[Stored data entries]
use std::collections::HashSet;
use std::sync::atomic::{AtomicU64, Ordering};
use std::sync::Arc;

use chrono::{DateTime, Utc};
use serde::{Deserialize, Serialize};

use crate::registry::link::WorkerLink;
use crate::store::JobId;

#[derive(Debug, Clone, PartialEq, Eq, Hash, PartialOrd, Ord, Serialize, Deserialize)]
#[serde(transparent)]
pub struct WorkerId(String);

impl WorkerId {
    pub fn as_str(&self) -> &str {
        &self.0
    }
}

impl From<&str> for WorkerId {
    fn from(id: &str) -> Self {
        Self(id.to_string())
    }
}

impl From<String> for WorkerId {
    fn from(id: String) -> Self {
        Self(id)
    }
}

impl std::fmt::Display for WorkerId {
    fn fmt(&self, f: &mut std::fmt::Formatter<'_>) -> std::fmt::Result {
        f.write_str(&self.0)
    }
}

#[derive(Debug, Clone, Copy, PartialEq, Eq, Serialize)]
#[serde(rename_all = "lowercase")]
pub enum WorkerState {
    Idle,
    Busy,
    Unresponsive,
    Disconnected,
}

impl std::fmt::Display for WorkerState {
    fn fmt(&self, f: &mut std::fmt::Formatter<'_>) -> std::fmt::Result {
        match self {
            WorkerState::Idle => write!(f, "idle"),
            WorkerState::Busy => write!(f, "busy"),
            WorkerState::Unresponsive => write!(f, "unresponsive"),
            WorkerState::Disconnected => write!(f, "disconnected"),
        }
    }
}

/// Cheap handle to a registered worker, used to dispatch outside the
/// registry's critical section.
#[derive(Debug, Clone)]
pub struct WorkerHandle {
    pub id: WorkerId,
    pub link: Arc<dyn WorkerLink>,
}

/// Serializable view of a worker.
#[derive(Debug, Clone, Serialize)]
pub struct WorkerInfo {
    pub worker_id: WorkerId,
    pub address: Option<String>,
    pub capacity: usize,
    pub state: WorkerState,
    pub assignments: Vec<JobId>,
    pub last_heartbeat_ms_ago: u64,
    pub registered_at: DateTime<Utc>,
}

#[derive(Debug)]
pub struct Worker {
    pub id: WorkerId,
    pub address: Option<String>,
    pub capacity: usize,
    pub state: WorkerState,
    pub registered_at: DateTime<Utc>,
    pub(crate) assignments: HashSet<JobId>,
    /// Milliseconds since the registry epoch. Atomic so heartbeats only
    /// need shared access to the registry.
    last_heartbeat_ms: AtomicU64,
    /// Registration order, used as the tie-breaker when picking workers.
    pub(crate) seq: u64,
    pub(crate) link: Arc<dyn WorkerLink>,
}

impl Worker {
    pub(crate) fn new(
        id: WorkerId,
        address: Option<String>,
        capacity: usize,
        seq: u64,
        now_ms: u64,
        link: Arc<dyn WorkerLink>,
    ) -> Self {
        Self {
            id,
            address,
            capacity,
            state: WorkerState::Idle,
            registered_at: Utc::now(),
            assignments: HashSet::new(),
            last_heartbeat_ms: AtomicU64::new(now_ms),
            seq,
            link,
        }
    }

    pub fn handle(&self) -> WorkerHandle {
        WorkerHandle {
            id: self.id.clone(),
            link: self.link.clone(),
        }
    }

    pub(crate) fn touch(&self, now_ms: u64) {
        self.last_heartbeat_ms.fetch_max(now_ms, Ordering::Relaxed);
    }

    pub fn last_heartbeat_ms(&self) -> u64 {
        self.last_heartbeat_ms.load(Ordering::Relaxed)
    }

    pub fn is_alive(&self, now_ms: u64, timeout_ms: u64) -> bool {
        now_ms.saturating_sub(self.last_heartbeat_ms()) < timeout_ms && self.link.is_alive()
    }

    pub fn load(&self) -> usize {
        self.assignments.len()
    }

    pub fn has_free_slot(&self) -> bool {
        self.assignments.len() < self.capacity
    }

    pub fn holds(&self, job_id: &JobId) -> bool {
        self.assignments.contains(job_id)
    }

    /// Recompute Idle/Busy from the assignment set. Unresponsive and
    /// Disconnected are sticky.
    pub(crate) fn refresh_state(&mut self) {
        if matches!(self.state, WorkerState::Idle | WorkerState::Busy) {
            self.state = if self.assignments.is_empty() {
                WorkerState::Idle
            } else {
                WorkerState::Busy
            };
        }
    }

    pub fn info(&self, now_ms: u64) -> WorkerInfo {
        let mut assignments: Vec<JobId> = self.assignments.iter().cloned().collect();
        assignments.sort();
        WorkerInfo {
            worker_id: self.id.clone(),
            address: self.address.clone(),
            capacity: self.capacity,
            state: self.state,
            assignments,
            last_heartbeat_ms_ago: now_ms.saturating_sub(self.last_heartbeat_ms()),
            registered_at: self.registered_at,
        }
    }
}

==

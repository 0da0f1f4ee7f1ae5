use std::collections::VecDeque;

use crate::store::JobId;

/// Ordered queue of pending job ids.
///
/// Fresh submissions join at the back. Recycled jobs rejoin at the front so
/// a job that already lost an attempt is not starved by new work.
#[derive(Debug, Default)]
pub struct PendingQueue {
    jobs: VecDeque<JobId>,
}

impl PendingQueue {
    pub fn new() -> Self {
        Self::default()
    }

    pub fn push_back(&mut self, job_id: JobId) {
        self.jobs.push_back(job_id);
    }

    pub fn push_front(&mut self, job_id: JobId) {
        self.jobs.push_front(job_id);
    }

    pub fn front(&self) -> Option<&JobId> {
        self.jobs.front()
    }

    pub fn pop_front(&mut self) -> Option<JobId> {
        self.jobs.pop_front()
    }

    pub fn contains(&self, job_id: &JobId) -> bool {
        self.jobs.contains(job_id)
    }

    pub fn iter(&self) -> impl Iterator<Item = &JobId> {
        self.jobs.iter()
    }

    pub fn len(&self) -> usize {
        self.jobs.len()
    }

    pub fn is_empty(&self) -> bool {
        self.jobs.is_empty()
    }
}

• Task directions: Give solely the number of lines in the data that contain the string "registry".

• Output of the exercise: 4